Dans cette deuxième partie, l’auteur nous invite à réfléchir au fait que nous sommes tous les éléments d’un flux, que ce soit en attendant devant un automate bancaire ou quand on calcule la durée d’un trajet pour se rendre à un rendez-vous. Il montre ensuite que la logique des flux se retrouve à la fois dans la politique des hotspots pour gérer les flux migratoires que dans la façon de considérer l’hôpital avec entrées et sorties à maximiser. On peut prolonger et dire que « requalifier l’environnement et les ressources naturelles comme des flux intrants et extrants n’est pas sans conséquence. » Enfin, si on y réfléchit bien, Youtube s’inscrit dans la même logique de flux. Sur le capitalisme en général, on ne peut que conseiller, comme l’auteur, l’ouvrage de Shoshana Zuboff qui a mis en évidence deux dimensions de la logistique des affects : l’appropriation des données et l’automatisation des émotions. 

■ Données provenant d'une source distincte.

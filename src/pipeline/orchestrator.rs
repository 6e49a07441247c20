//! Pipeline run orchestration - top-level lifecycle for one archive request.

use rand::Rng;
use std::path::Path;
use tokio::fs;
use tracing::{debug, error, info, warn};

use super::ArchivePipeline;
use super::archive::PartProgress;
use super::events::{ArchiveArtifact, Phase, ProgressEvent};
use super::partition::{PartGroup, ResolvedItem, partition};
use super::sink::ProgressSink;
use crate::error::{ArchiveError, Error, Result};
use crate::types::CollectionId;
use crate::utils::format_size;

/// How a run ended
#[derive(Debug, Clone, PartialEq, Eq)]
pub enum RunOutcome {
    /// Every part was written and the summary event delivered
    Completed(Vec<ArchiveArtifact>),
    /// The run could not proceed; an `error` event carrying this message was emitted
    Failed(String),
    /// The event consumer went away before the run finished
    Abandoned,
}

impl ArchivePipeline {
    /// Materialize collection `id` as one or more zip archives, reporting to `sink`
    ///
    /// Phases:
    /// 1. Load the collection (unknown id fails before anything else is emitted)
    /// 2. Look up every item's size
    /// 3. Partition items into parts under the configured ceiling
    /// 4. Write one archive per part, in order
    /// 5. Emit `complete` for a single archive or `complete_multipart` otherwise
    ///
    /// Every run that is not abandoned ends with exactly one terminal event.
    pub async fn run(&self, id: &CollectionId, sink: &dyn ProgressSink) -> RunOutcome {
        match self.execute(id, sink).await {
            Ok(artifacts) => RunOutcome::Completed(artifacts),
            Err(Error::ClientDisconnected) => {
                info!(collection_id = %id, "Client disconnected, abandoning archive run");
                RunOutcome::Abandoned
            }
            Err(e) => {
                if e.is_not_found() {
                    warn!(collection_id = %id, "Archive requested for unknown collection");
                } else {
                    error!(collection_id = %id, error = %e, "Archive run failed");
                }

                let message = failure_message(&e);
                if sink
                    .emit(ProgressEvent::Error {
                        message: message.clone(),
                    })
                    .await
                    .is_err()
                {
                    debug!(collection_id = %id, "Client gone before the error could be delivered");
                }
                RunOutcome::Failed(message)
            }
        }
    }

    async fn execute(
        &self,
        id: &CollectionId,
        sink: &dyn ProgressSink,
    ) -> Result<Vec<ArchiveArtifact>> {
        // Phase 1: Load the collection
        let collection = self.store.get(id).await?;
        if collection.items.is_empty() {
            return Err(Error::Validation("collection has no items".to_string()));
        }

        let total = collection.items.len();
        info!(collection_id = %id, items = total, "Starting archive run");
        sink.emit(ProgressEvent::Start { total }).await?;

        // Phase 2: Resolve sizes, one HEAD request per item
        let mut resolved = Vec::with_capacity(total);
        for (index, item) in collection.items.iter().enumerate() {
            sink.emit(ProgressEvent::Progress {
                current: index + 1,
                total,
                filename: Some(item.filename.clone()),
                phase: Phase::Checking,
                part_number: None,
                total_parts: None,
            })
            .await?;

            let size_bytes = self.resolver.resolve(&item.url).await;
            resolved.push(ResolvedItem::new(index, item, size_bytes));
        }

        // Phase 3: Partition
        let groups = partition(resolved, self.settings.part_ceiling_bytes);
        let total_parts = groups.len();
        debug!(collection_id = %id, parts = total_parts, "Partitioned collection");

        // Phase 4: Write each part
        let suffix = run_suffix();
        let progress = PartProgress {
            sink,
            total_items: total,
            total_parts,
        };

        let mut artifacts = Vec::with_capacity(total_parts);
        for group in &groups {
            artifacts.push(self.write_part(id, &suffix, group, &progress).await?);
        }

        // Phase 5: Summarize
        let summary = match artifacts.as_slice() {
            [single] => ProgressEvent::Complete {
                download_url: single.url.clone(),
                filename: format!("videos_{}.zip", id),
            },
            parts => ProgressEvent::CompleteMultipart {
                parts: parts.to_vec(),
                total_parts: parts.len(),
            },
        };
        sink.emit(summary).await?;

        info!(collection_id = %id, parts = artifacts.len(), "Archive run complete");
        Ok(artifacts)
    }

    async fn write_part(
        &self,
        id: &CollectionId,
        run_suffix: &str,
        group: &PartGroup,
        progress: &PartProgress<'_>,
    ) -> Result<ArchiveArtifact> {
        progress
            .sink
            .emit(part_event(
                group,
                group.first().map_or(0, ResolvedItem::position),
                Phase::CreatingPart,
                progress,
            ))
            .await?;

        let filename = artifact_filename(id, run_suffix, group.part_number);
        let path = self.settings.download_dir.join(&filename);

        let summary = match self.writer.write_archive(group, &path, progress).await {
            Ok(summary) => summary,
            Err(e) => {
                discard_partial(&path).await;
                return Err(e);
            }
        };

        info!(
            collection_id = %id,
            part = group.part_number,
            entries = summary.entries_written,
            items = group.items.len(),
            bytes = summary.artifact_size,
            "Archive part written"
        );

        let artifact = ArchiveArtifact {
            part_number: group.part_number,
            storage_path: path,
            url: format!(
                "{}/{}",
                self.settings.public_path.trim_end_matches('/'),
                filename
            ),
            size: summary.artifact_size,
            size_formatted: format_size(summary.artifact_size),
        };

        progress
            .sink
            .emit(part_event(
                group,
                group.last().map_or(0, ResolvedItem::position),
                Phase::PartComplete,
                progress,
            ))
            .await?;

        Ok(artifact)
    }
}

fn part_event(
    group: &PartGroup,
    current: usize,
    phase: Phase,
    progress: &PartProgress<'_>,
) -> ProgressEvent {
    ProgressEvent::Progress {
        current,
        total: progress.total_items,
        filename: None,
        phase,
        part_number: Some(group.part_number),
        total_parts: Some(progress.total_parts),
    }
}

/// Random hex suffix shared by every part of one run
fn run_suffix() -> String {
    format!("{:08x}", rand::thread_rng().r#gen::<u32>())
}

/// `<collection>_<run>_part<N>.zip`
fn artifact_filename(id: &CollectionId, run_suffix: &str, part_number: usize) -> String {
    format!("{}_{}_part{}.zip", id, run_suffix, part_number)
}

/// Message sent to the client in the terminal `error` event
fn failure_message(error: &Error) -> String {
    match error {
        e if e.is_not_found() => "Collection not found".to_string(),
        Error::Validation(message) => message.clone(),
        Error::Archive(ArchiveError::CreateFailed { .. }) => "Could not create archive".to_string(),
        Error::Archive(_) => "Could not write archive".to_string(),
        Error::Database(_) | Error::Sqlx(_) => "Could not load collection".to_string(),
        _ => "Archive could not be completed".to_string(),
    }
}

async fn discard_partial(path: &Path) {
    match fs::remove_file(path).await {
        Ok(()) => debug!(?path, "deleted unfinished archive"),
        Err(e) if e.kind() == std::io::ErrorKind::NotFound => {}
        Err(e) => warn!(?path, error = %e, "failed to delete unfinished archive"),
    }
}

Le management des circulations

Dans plusieurs pays les allées et venues des personnes dans l’espace urbain sont contrôlées, composant « un gouvernement des circulations ». Stefano Harney et Fred Moten soulignent que la logistique est révélatrice d’un principe central de l’accumulation capitaliste. Depuis 2007, il existe aussi un classement des pays en fonction de leur « indice de performance logistique ». L’auteur revient ensuite sur la question des ports et sur la captation des flux qui joue un rôle crucial pour maximiser la valeur créée par les circulations. 

Zones d’ombre

Mathieu Quet raconte le piratage informatique dont a été victime le géant de la logistique, Maersk, qui a complètement paralysé l’activité de ses soixante-seize terminaux, des Etats-Unis à l’Inde en passant par l’Europe. Cette attaque montre la fragilité du système. C’est l’occasion de passer en revue d’autres formes de circulation qui existaient auparavant et qui parfois continuent d’exister. On peut ainsi parler de la hawala, un réseau de paiement transnational informel qui fonctionne en dehors de la juridiction des états. Ce mode de fonctionnement existe depuis des siècles et a joué un rôle marchand essentiel. Il faut aussi se rappeler que, pendant des siècles, différentes monnaies d’échanges ont existé, que ce soient des pièces d’argent ou des coquillages. 

Vers la crise logistique

« La crise globale provoquée par la pandémie a révélé d’une façon brutale l’interdépendance des multiples fractures du royaume logistique ». Comme le remarque l’auteur, « plus les marchandises circulent, plus leur manque devient un problème critique ». Il a fallu inventer une logistique de crise. Pendant ce temps, des plateformes comme Netflix, Zoom ou Amazon ont pris une place écrasante. 

Faire barrage

Pour la sociologue Beverly Silver, «  le monde des transports fut le théâtre de plus du tiers des conflits de travail entre 1870 et 1996 ». Il faut réfléchir selon d’autres logiques en développant, par exemple, les circuits courts.

Dérouter l’adversaire

Au final, et Mathieu Quet le reconnait bien volontiers, la tâche est colossale car c’est toute la «  grammaire technocapitaliste du mouvement qui enserre nos déplacements… qu’il nous faut mettre en déroute ». Il faut aussi séparer l’idée de mouvement et de maximisation. De même, il faut repenser l’univers marchand qui au-delà des aspects économiques doit contribuer à la création d’un lien social « ne supposant pas d’asservir toutes les relations à la nécessité de son expansion ». Enfin, d’autres modes de transports comme les boutres dans l’Océan indien ont existé et il n’y a pas de raison de les faire disparaitre. 

Cet ouvrage de Mathieu Quet invite donc à s’arrêter pour réfléchir sur la logique de maximisation des flux. Il propose surtout une approche globale particulièrement intéressante pour éclairer autrement certaines évidences ou pour faire prendre conscience de l’extension de cette logique à toutes les dimensions de nos vies.